[Stored data]
***

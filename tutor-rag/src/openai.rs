//! OpenAI-compatible embedding and chat backends.
//!
//! This module is only available when the `openai` feature is enabled. The
//! base URL is configurable, so any server speaking the OpenAI wire format
//! (a local Ollama, vLLM or LiteLLM proxy) works too.

use async_trait::async_trait;
use serde::de::DeserializeOwned;
use serde::{Deserialize, Serialize};
use tracing::{debug, error};

use crate::embedding::EmbeddingProvider;
use crate::error::{RagError, Result};
use crate::generation::{GenerationRequest, LanguageModelService, TurnRole};

const DEFAULT_BASE_URL: &str = "https://api.openai.com/v1";
const DEFAULT_EMBEDDING_MODEL: &str = "text-embedding-3-small";
/// Output size of `text-embedding-3-small`.
const DEFAULT_DIMENSIONS: usize = 1536;
const DEFAULT_CHAT_MODEL: &str = "gpt-4o-mini";
const PROVIDER: &str = "OpenAI";

/// Authenticated JSON client shared by both services.
#[derive(Clone)]
struct ApiClient {
    http: reqwest::Client,
    api_key: String,
    base_url: String,
}

impl ApiClient {
    fn new(api_key: String) -> std::result::Result<Self, String> {
        if api_key.trim().is_empty() {
            return Err("API key must not be empty".to_string());
        }
        Ok(Self { http: reqwest::Client::new(), api_key, base_url: DEFAULT_BASE_URL.to_string() })
    }

    fn api_key_from_env() -> std::result::Result<String, String> {
        std::env::var("OPENAI_API_KEY")
            .map_err(|_| "OPENAI_API_KEY environment variable not set".to_string())
    }

    async fn post<B, R>(&self, path: &str, body: &B) -> std::result::Result<R, String>
    where
        B: Serialize + Sync,
        R: DeserializeOwned,
    {
        let url = format!("{}/{path}", self.base_url.trim_end_matches('/'));
        let response = self
            .http
            .post(&url)
            .bearer_auth(&self.api_key)
            .json(body)
            .send()
            .await
            .map_err(|e| format!("request failed: {e}"))?;

        let status = response.status();
        if !status.is_success() {
            let body = response.text().await.unwrap_or_default();
            let detail = serde_json::from_str::<ErrorResponse>(&body)
                .map(|e| e.error.message)
                .unwrap_or(body);
            return Err(format!("API returned {status}: {detail}"));
        }

        response.json().await.map_err(|e| format!("failed to parse response: {e}"))
    }
}

#[derive(Deserialize)]
struct ErrorResponse {
    error: ErrorDetail,
}

#[derive(Deserialize)]
struct ErrorDetail {
    message: String,
}

fn embedding_error(message: String) -> RagError {
    RagError::EmbeddingError { provider: PROVIDER.into(), message }
}

fn generation_error(message: String) -> RagError {
    RagError::GenerationError { provider: PROVIDER.into(), message }
}

// ── Embeddings ────────────────────────────────────────────────────

/// An [`EmbeddingProvider`] backed by the `/embeddings` endpoint.
///
/// # Example
///
/// ```rust,ignore
/// use tutor_rag::openai::OpenAIEmbeddingProvider;
///
/// let provider = OpenAIEmbeddingProvider::from_env()?.with_dimensions(512);
/// let embedding = provider.embed("What is a food chain?").await?;
/// ```
pub struct OpenAIEmbeddingProvider {
    client: ApiClient,
    model: String,
    dimensions: usize,
    /// If set, passed to the API for Matryoshka dimension truncation.
    request_dimensions: Option<usize>,
}

impl OpenAIEmbeddingProvider {
    /// Create a provider with the given API key and the default model.
    pub fn new(api_key: impl Into<String>) -> Result<Self> {
        let client = ApiClient::new(api_key.into()).map_err(embedding_error)?;
        Ok(Self {
            client,
            model: DEFAULT_EMBEDDING_MODEL.into(),
            dimensions: DEFAULT_DIMENSIONS,
            request_dimensions: None,
        })
    }

    /// Create a provider using the `OPENAI_API_KEY` environment variable.
    pub fn from_env() -> Result<Self> {
        Self::new(ApiClient::api_key_from_env().map_err(embedding_error)?)
    }

    /// Point the provider at an OpenAI-compatible server.
    pub fn with_base_url(mut self, base_url: impl Into<String>) -> Self {
        self.client.base_url = base_url.into();
        self
    }

    pub fn with_model(mut self, model: impl Into<String>) -> Self {
        self.model = model.into();
        self
    }

    /// Request truncated embeddings; also changes [`dimensions()`](EmbeddingProvider::dimensions).
    pub fn with_dimensions(mut self, dims: usize) -> Self {
        self.dimensions = dims;
        self.request_dimensions = Some(dims);
        self
    }
}

#[derive(Serialize)]
struct EmbeddingRequest<'a> {
    model: &'a str,
    input: &'a [&'a str],
    #[serde(skip_serializing_if = "Option::is_none")]
    dimensions: Option<usize>,
}

#[derive(Deserialize)]
struct EmbeddingResponse {
    data: Vec<EmbeddingData>,
}

#[derive(Deserialize)]
struct EmbeddingData {
    index: usize,
    embedding: Vec<f32>,
}

#[async_trait]
impl EmbeddingProvider for OpenAIEmbeddingProvider {
    async fn embed(&self, text: &str) -> Result<Vec<f32>> {
        let results = self.embed_batch(&[text]).await?;
        results
            .into_iter()
            .next()
            .ok_or_else(|| embedding_error("API returned no embedding".to_string()))
    }

    async fn embed_batch(&self, texts: &[&str]) -> Result<Vec<Vec<f32>>> {
        if texts.is_empty() {
            return Ok(Vec::new());
        }
        debug!(
            provider = PROVIDER,
            batch_size = texts.len(),
            model = %self.model,
            "embedding batch"
        );

        let request = EmbeddingRequest {
            model: &self.model,
            input: texts,
            dimensions: self.request_dimensions,
        };
        let mut response: EmbeddingResponse =
            self.client.post("embeddings", &request).await.map_err(|message| {
                error!(provider = PROVIDER, error = %message, "embedding request failed");
                embedding_error(message)
            })?;

        response.data.sort_by_key(|d| d.index);
        Ok(response.data.into_iter().map(|d| d.embedding).collect())
    }

    fn dimensions(&self) -> usize {
        self.dimensions
    }
}

// ── Chat completions ──────────────────────────────────────────────

/// A [`LanguageModelService`] backed by the `/chat/completions` endpoint.
///
/// The model is instructed to answer only from the supplied textbook
/// excerpts and to pitch the explanation at the student's grade.
pub struct OpenAIChatService {
    client: ApiClient,
    model: String,
    temperature: f32,
}

impl OpenAIChatService {
    /// Create a service with the given API key and the default model.
    pub fn new(api_key: impl Into<String>) -> Result<Self> {
        let client = ApiClient::new(api_key.into()).map_err(generation_error)?;
        Ok(Self { client, model: DEFAULT_CHAT_MODEL.into(), temperature: 0.3 })
    }

    /// Create a service using the `OPENAI_API_KEY` environment variable.
    pub fn from_env() -> Result<Self> {
        Self::new(ApiClient::api_key_from_env().map_err(generation_error)?)
    }

    /// Point the service at an OpenAI-compatible server.
    pub fn with_base_url(mut self, base_url: impl Into<String>) -> Self {
        self.client.base_url = base_url.into();
        self
    }

    pub fn with_model(mut self, model: impl Into<String>) -> Self {
        self.model = model.into();
        self
    }

    pub fn with_temperature(mut self, temperature: f32) -> Self {
        self.temperature = temperature;
        self
    }
}

#[derive(Debug, Serialize, PartialEq)]
struct ChatMessage {
    role: &'static str,
    content: String,
}

#[derive(Serialize)]
struct ChatRequest<'a> {
    model: &'a str,
    messages: Vec<ChatMessage>,
    temperature: f32,
}

#[derive(Deserialize)]
struct ChatResponse {
    choices: Vec<ChatChoice>,
}

#[derive(Deserialize)]
struct ChatChoice {
    message: ChatReply,
}

#[derive(Deserialize)]
struct ChatReply {
    #[serde(default)]
    content: Option<String>,
}

fn system_prompt(request: &GenerationRequest) -> String {
    let mut prompt = String::from(
        "You are a patient school tutor. Answer the student's question using only the \
         textbook excerpts provided. If the excerpts do not contain the answer, say so.",
    );
    if let Some(grade) = request.grade {
        prompt.push_str(&format!(" Explain at a level suitable for a grade {grade} student."));
    }
    if let Some(style) = &request.style {
        prompt.push_str(&format!(" Preferred explanation style: {style}."));
    }
    prompt
}

fn chat_messages(request: &GenerationRequest) -> Vec<ChatMessage> {
    let mut messages = vec![ChatMessage { role: "system", content: system_prompt(request) }];
    messages.extend(request.history.iter().map(|turn| ChatMessage {
        role: match turn.role {
            TurnRole::Student => "user",
            TurnRole::Tutor => "assistant",
        },
        content: turn.content.clone(),
    }));
    messages.push(ChatMessage {
        role: "user",
        content: format!(
            "Textbook excerpts:\n{}\n\nQuestion: {}",
            request.context, request.question
        ),
    });
    messages
}

#[async_trait]
impl LanguageModelService for OpenAIChatService {
    fn name(&self) -> &str {
        &self.model
    }

    async fn generate(&self, request: &GenerationRequest) -> Result<String> {
        debug!(
            provider = PROVIDER,
            model = %self.model,
            context_len = request.context.len(),
            history_len = request.history.len(),
            "requesting chat completion"
        );

        let body = ChatRequest {
            model: &self.model,
            messages: chat_messages(request),
            temperature: self.temperature,
        };
        let response: ChatResponse =
            self.client.post("chat/completions", &body).await.map_err(|message| {
                error!(provider = PROVIDER, error = %message, "chat completion failed");
                generation_error(message)
            })?;

        response
            .choices
            .into_iter()
            .find_map(|choice| choice.message.content)
            .ok_or_else(|| generation_error("API returned no answer".to_string()))
    }
}

#[cfg(test)]
mod tests {
    use super::*;
    use crate::generation::ConversationTurn;

    #[test]
    fn empty_keys_are_rejected() {
        assert!(matches!(OpenAIEmbeddingProvider::new(""), Err(RagError::EmbeddingError { .. })));
        assert!(matches!(OpenAIChatService::new("  "), Err(RagError::GenerationError { .. })));
    }

    #[test]
    fn dimensions_override_is_reported() {
        let provider = OpenAIEmbeddingProvider::new("sk-test").unwrap().with_dimensions(256);
        assert_eq!(provider.dimensions(), 256);
    }

    #[test]
    fn messages_carry_history_and_context() {
        let request = GenerationRequest {
            question: "Why do we see lightning before thunder?".into(),
            context: "[1] (Science | Sound)\nLight travels faster than sound.".into(),
            style: Some("use an everyday example".into()),
            grade: Some(8),
            history: vec![
                ConversationTurn::student("What is sound?"),
                ConversationTurn::tutor("Sound is a vibration."),
            ],
        };
        let messages = chat_messages(&request);
        let roles: Vec<&str> = messages.iter().map(|m| m.role).collect();
        assert_eq!(roles, ["system", "user", "assistant", "user"]);
        assert!(messages[0].content.contains("grade 8"));
        assert!(messages[0].content.contains("everyday example"));
        assert!(messages[3].content.contains("Light travels faster than sound."));
        assert!(messages[3].content.ends_with("Question: Why do we see lightning before thunder?"));
    }
}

***

WORK TO COMPLETE
Where a line of the records holds the word "failed", copy that line.

SOLUTION FOR THIS PROBLEM
            .map_err(|e| format!("request failed: {e}"))?;
        response.json().await.map_err(|e| format!("failed to parse response: {e}"))
                error!(provider = PROVIDER, error = %message, "embedding request failed");
                error!(provider = PROVIDER, error = %message, "chat completion failed");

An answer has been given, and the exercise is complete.